=== TASK ITEM ===
The full listing is needed, transcribed word for word.
---------- EXTRACTED DATA
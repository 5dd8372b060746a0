use anyhow::{Context, Result};
use serde::Deserialize;
use std::path::{Path, PathBuf};
use tracing::info;

#[derive(Debug, Deserialize, Clone, Default)]
#[serde(default)]
pub struct JournalConfig {
    pub server: ServerConfig,
    pub journal: JournalDirConfig,
    pub storage: StorageConfig,
    pub embedding: EmbeddingConfig,
    pub chunking: ChunkingConfig,
    pub retrieval: RetrievalConfig,
    pub fields: FieldsConfig,
}

#[derive(Debug, Deserialize, Clone)]
#[serde(default)]
pub struct ServerConfig {
    pub transport: String,
    pub log_level: String,
    pub host: String,
    pub port: u16,
}

#[derive(Debug, Deserialize, Clone)]
#[serde(default)]
pub struct JournalDirConfig {
    pub root: String,
    /// File extensions (without the dot) treated as journal entries.
    pub extensions: Vec<String>,
    /// File-name prefixes skipped during discovery (e.g. `"template"`).
    pub skip_prefixes: Vec<String>,
}

#[derive(Debug, Deserialize, Clone)]
#[serde(default)]
pub struct StorageConfig {
    pub db_path: String,
    pub watermark_path: String,
    pub collection: String,
}

#[derive(Debug, Deserialize, Clone)]
#[serde(default)]
pub struct EmbeddingConfig {
    pub provider: String,
    pub model: String,
    pub cache_dir: String,
}

#[derive(Debug, Deserialize, Clone, Copy, PartialEq, Eq)]
#[serde(default)]
pub struct ChunkingConfig {
    /// Maximum characters per chunk.
    pub chunk_size: usize,
    /// Characters shared between consecutive chunks.
    pub chunk_overlap: usize,
}

#[derive(Debug, Deserialize, Clone)]
#[serde(default)]
pub struct RetrievalConfig {
    pub default_n_results: usize,
    pub overfetch_factor: usize,
}

#[derive(Debug, Deserialize, Clone)]
#[serde(default)]
pub struct FieldsConfig {
    pub default_fields: Vec<String>,
}

impl Default for ServerConfig {
    fn default() -> Self {
        Self {
            transport: "stdio".into(),
            log_level: "info".into(),
            host: "127.0.0.1".into(),
            port: 8765,
        }
    }
}

impl Default for JournalDirConfig {
    fn default() -> Self {
        let root = home_dir().join("journal").to_string_lossy().into_owned();
        Self {
            root,
            extensions: vec!["md".into()],
            skip_prefixes: Vec::new(),
        }
    }
}

impl Default for StorageConfig {
    fn default() -> Self {
        let dir = default_data_dir();
        Self {
            db_path: dir.join("index.db").to_string_lossy().into_owned(),
            watermark_path: dir
                .join("last_indexed_time.txt")
                .to_string_lossy()
                .into_owned(),
            collection: "life_journal_collection".into(),
        }
    }
}

impl Default for EmbeddingConfig {
    fn default() -> Self {
        let cache_dir = default_data_dir()
            .join("models")
            .to_string_lossy()
            .into_owned();
        Self {
            provider: "local".into(),
            model: "all-MiniLM-L6-v2".into(),
            cache_dir,
        }
    }
}

impl Default for ChunkingConfig {
    fn default() -> Self {
        Self {
            chunk_size: 500,
            chunk_overlap: 50,
        }
    }
}

impl Default for RetrievalConfig {
    fn default() -> Self {
        Self {
            default_n_results: 10,
            overfetch_factor: 2,
        }
    }
}

impl Default for FieldsConfig {
    fn default() -> Self {
        Self {
            default_fields: vec!["mood".into(), "anxiety".into(), "weight_kg".into()],
        }
    }
}

impl ChunkingConfig {
    /// Distance between the start of one chunk and the start of the next.
    /// Zero when the overlap is not smaller than the chunk size.
    pub fn stride(&self) -> usize {
        self.chunk_size.saturating_sub(self.chunk_overlap)
    }
}

fn home_dir() -> PathBuf {
    dirs::home_dir().unwrap_or_else(|| PathBuf::from("."))
}

/// Returns `~/.journal-mcp/`
pub fn default_data_dir() -> PathBuf {
    home_dir().join(".journal-mcp")
}

/// Returns the default config file path: `~/.journal-mcp/config.toml`
pub fn default_config_path() -> PathBuf {
    default_data_dir().join("config.toml")
}

impl JournalConfig {
    /// Load config from the default TOML file (if it exists) then apply env var overrides.
    pub fn load() -> Result<Self> {
        Self::load_from(default_config_path())
    }

    /// Load from a specific path, then apply env var overrides and validate.
    pub fn load_from(path: impl AsRef<Path>) -> Result<Self> {
        let path = path.as_ref();
        let mut config = if path.exists() {
            let contents =
                std::fs::read_to_string(path).context("failed to read config file")?;
            toml::from_str(&contents).context("failed to parse config TOML")?
        } else {
            info!("no config file at {}, using defaults", path.display());
            JournalConfig::default()
        };

        config.apply_env_overrides();
        config.validate()?;
        Ok(config)
    }

    /// Apply environment variable overrides (JOURNAL_MCP_ROOT, JOURNAL_MCP_DB, JOURNAL_MCP_LOG_LEVEL).
    fn apply_env_overrides(&mut self) {
        if let Ok(val) = std::env::var("JOURNAL_MCP_ROOT") {
            self.journal.root = val;
        }
        if let Ok(val) = std::env::var("JOURNAL_MCP_DB") {
            self.storage.db_path = val;
        }
        if let Ok(val) = std::env::var("JOURNAL_MCP_LOG_LEVEL") {
            self.server.log_level = val;
        }
    }

    pub fn validate(&self) -> Result<()> {
        anyhow::ensure!(
            self.chunking.chunk_size > 0,
            "chunking.chunk_size must be greater than zero"
        );
        anyhow::ensure!(
            self.chunking.chunk_overlap < self.chunking.chunk_size,
            "chunking.chunk_overlap ({}) must be smaller than chunking.chunk_size ({})",
            self.chunking.chunk_overlap,
            self.chunking.chunk_size
        );
        anyhow::ensure!(
            self.retrieval.default_n_results > 0,
            "retrieval.default_n_results must be at least 1"
        );
        anyhow::ensure!(
            !self.journal.extensions.is_empty(),
            "journal.extensions must name at least one extension"
        );
        Ok(())
    }

    pub fn resolved_journal_root(&self) -> PathBuf {
        expand_tilde(&self.journal.root)
    }

    pub fn resolved_db_path(&self) -> PathBuf {
        expand_tilde(&self.storage.db_path)
    }

    pub fn resolved_watermark_path(&self) -> PathBuf {
        expand_tilde(&self.storage.watermark_path)
    }
}

pub fn expand_tilde(path: &str) -> PathBuf {
    if let Some(rest) = path.strip_prefix("~/") {
        home_dir().join(rest)
    } else {
        PathBuf::from(path)
    }
}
--------------------
=== RESULT ===
repository 5dd8372b060746a0
use anyhow::{Context, Result};
use serde::Deserialize;
use std::path::{Path, PathBuf};
use tracing::info;

#[derive(Debug, Deserialize, Clone, Default)]
#[serde(default)]
pub struct JournalConfig {
    pub server: ServerConfig,
    pub journal: JournalDirConfig,
    pub storage: StorageConfig,
    pub embedding: EmbeddingConfig,
    pub chunking: ChunkingConfig,
    pub retrieval: RetrievalConfig,
    pub fields: FieldsConfig,
}

#[derive(Debug, Deserialize, Clone)]
#[serde(default)]
pub struct ServerConfig {
    pub transport: String,
    pub log_level: String,
    pub host: String,
    pub port: u16,
}

#[derive(Debug, Deserialize, Clone)]
#[serde(default)]
pub struct JournalDirConfig {
    pub root: String,
    /// File extensions (without the dot) treated as journal entries.
    pub extensions: Vec<String>,
    /// File-name prefixes skipped during discovery (e.g. `"template"`).
    pub skip_prefixes: Vec<String>,
}

#[derive(Debug, Deserialize, Clone)]
#[serde(default)]
pub struct StorageConfig {
    pub db_path: String,
    pub watermark_path: String,
    pub collection: String,
}

#[derive(Debug, Deserialize, Clone)]
#[serde(default)]
pub struct EmbeddingConfig {
    pub provider: String,
    pub model: String,
    pub cache_dir: String,
}

#[derive(Debug, Deserialize, Clone, Copy, PartialEq, Eq)]
#[serde(default)]
pub struct ChunkingConfig {
    /// Maximum characters per chunk.
    pub chunk_size: usize,
    /// Characters shared between consecutive chunks.
    pub chunk_overlap: usize,
}

#[derive(Debug, Deserialize, Clone)]
#[serde(default)]
pub struct RetrievalConfig {
    pub default_n_results: usize,
    pub overfetch_factor: usize,
}

#[derive(Debug, Deserialize, Clone)]
#[serde(default)]
pub struct FieldsConfig {
    pub default_fields: Vec<String>,
}

impl Default for ServerConfig {
    fn default() -> Self {
        Self {
            transport: "stdio".into(),
            log_level: "info".into(),
            host: "127.0.0.1".into(),
            port: 8765,
        }
    }
}

impl Default for JournalDirConfig {
    fn default() -> Self {
        let root = home_dir().join("journal").to_string_lossy().into_owned();
        Self {
            root,
            extensions: vec!["md".into()],
            skip_prefixes: Vec::new(),
        }
    }
}

impl Default for StorageConfig {
    fn default() -> Self {
        let dir = default_data_dir();
        Self {
            db_path: dir.join("index.db").to_string_lossy().into_owned(),
            watermark_path: dir
                .join("last_indexed_time.txt")
                .to_string_lossy()
                .into_owned(),
            collection: "life_journal_collection".into(),
        }
    }
}

impl Default for EmbeddingConfig {
    fn default() -> Self {
        let cache_dir = default_data_dir()
            .join("models")
            .to_string_lossy()
            .into_owned();
        Self {
            provider: "local".into(),
            model: "all-MiniLM-L6-v2".into(),
            cache_dir,
        }
    }
}

impl Default for ChunkingConfig {
    fn default() -> Self {
        Self {
            chunk_size: 500,
            chunk_overlap: 50,
        }
    }
}

impl Default for RetrievalConfig {
    fn default() -> Self {
        Self {
            default_n_results: 10,
            overfetch_factor: 2,
        }
    }
}

impl Default for FieldsConfig {
    fn default() -> Self {
        Self {
            default_fields: vec!["mood".into(), "anxiety".into(), "weight_kg".into()],
        }
    }
}

impl ChunkingConfig {
    /// Distance between the start of one chunk and the start of the next.
    /// Zero when the overlap is not smaller than the chunk size.
    pub fn stride(&self) -> usize {
        self.chunk_size.saturating_sub(self.chunk_overlap)
    }
}

fn home_dir() -> PathBuf {
    dirs::home_dir().unwrap_or_else(|| PathBuf::from("."))
}

/// Returns `~/.journal-mcp/`
pub fn default_data_dir() -> PathBuf {
    home_dir().join(".journal-mcp")
}

/// Returns the default config file path: `~/.journal-mcp/config.toml`
pub fn default_config_path() -> PathBuf {
    default_data_dir().join("config.toml")
}

impl JournalConfig {
    /// Load config from the default TOML file (if it exists) then apply env var overrides.
    pub fn load() -> Result<Self> {
        Self::load_from(default_config_path())
    }

    /// Load from a specific path, then apply env var overrides and validate.
    pub fn load_from(path: impl AsRef<Path>) -> Result<Self> {
        let path = path.as_ref();
        let mut config = if path.exists() {
            let contents =
                std::fs::read_to_string(path).context("failed to read config file")?;
            toml::from_str(&contents).context("failed to parse config TOML")?
        } else {
            info!("no config file at {}, using defaults", path.display());
            JournalConfig::default()
        };

        config.apply_env_overrides();
        config.validate()?;
        Ok(config)
    }

    /// Apply environment variable overrides (JOURNAL_MCP_ROOT, JOURNAL_MCP_DB, JOURNAL_MCP_LOG_LEVEL).
    fn apply_env_overrides(&mut self) {
        if let Ok(val) = std::env::var("JOURNAL_MCP_ROOT") {
            self.journal.root = val;
        }
        if let Ok(val) = std::env::var("JOURNAL_MCP_DB") {
            self.storage.db_path = val;
        }
        if let Ok(val) = std::env::var("JOURNAL_MCP_LOG_LEVEL") {
            self.server.log_level = val;
        }
    }

    pub fn validate(&self) -> Result<()> {
        anyhow::ensure!(
            self.chunking.chunk_size > 0,
            "chunking.chunk_size must be greater than zero"
        );
        anyhow::ensure!(
            self.chunking.chunk_overlap < self.chunking.chunk_size,
            "chunking.chunk_overlap ({}) must be smaller than chunking.chunk_size ({})",
            self.chunking.chunk_overlap,
            self.chunking.chunk_size
        );
        anyhow::ensure!(
            self.retrieval.default_n_results > 0,
            "retrieval.default_n_results must be at least 1"
        );
        anyhow::ensure!(
            !self.journal.extensions.is_empty(),
            "journal.extensions must name at least one extension"
        );
        Ok(())
    }

    pub fn resolved_journal_root(&self) -> PathBuf {
        expand_tilde(&self.journal.root)
    }

    pub fn resolved_db_path(&self) -> PathBuf {
        expand_tilde(&self.storage.db_path)
    }

    pub fn resolved_watermark_path(&self) -> PathBuf {
        expand_tilde(&self.storage.watermark_path)
    }
}

pub fn expand_tilde(path: &str) -> PathBuf {
    if let Some(rest) = path.strip_prefix("~/") {
        home_dir().join(rest)
    } else {
        PathBuf::from(path)
    }
}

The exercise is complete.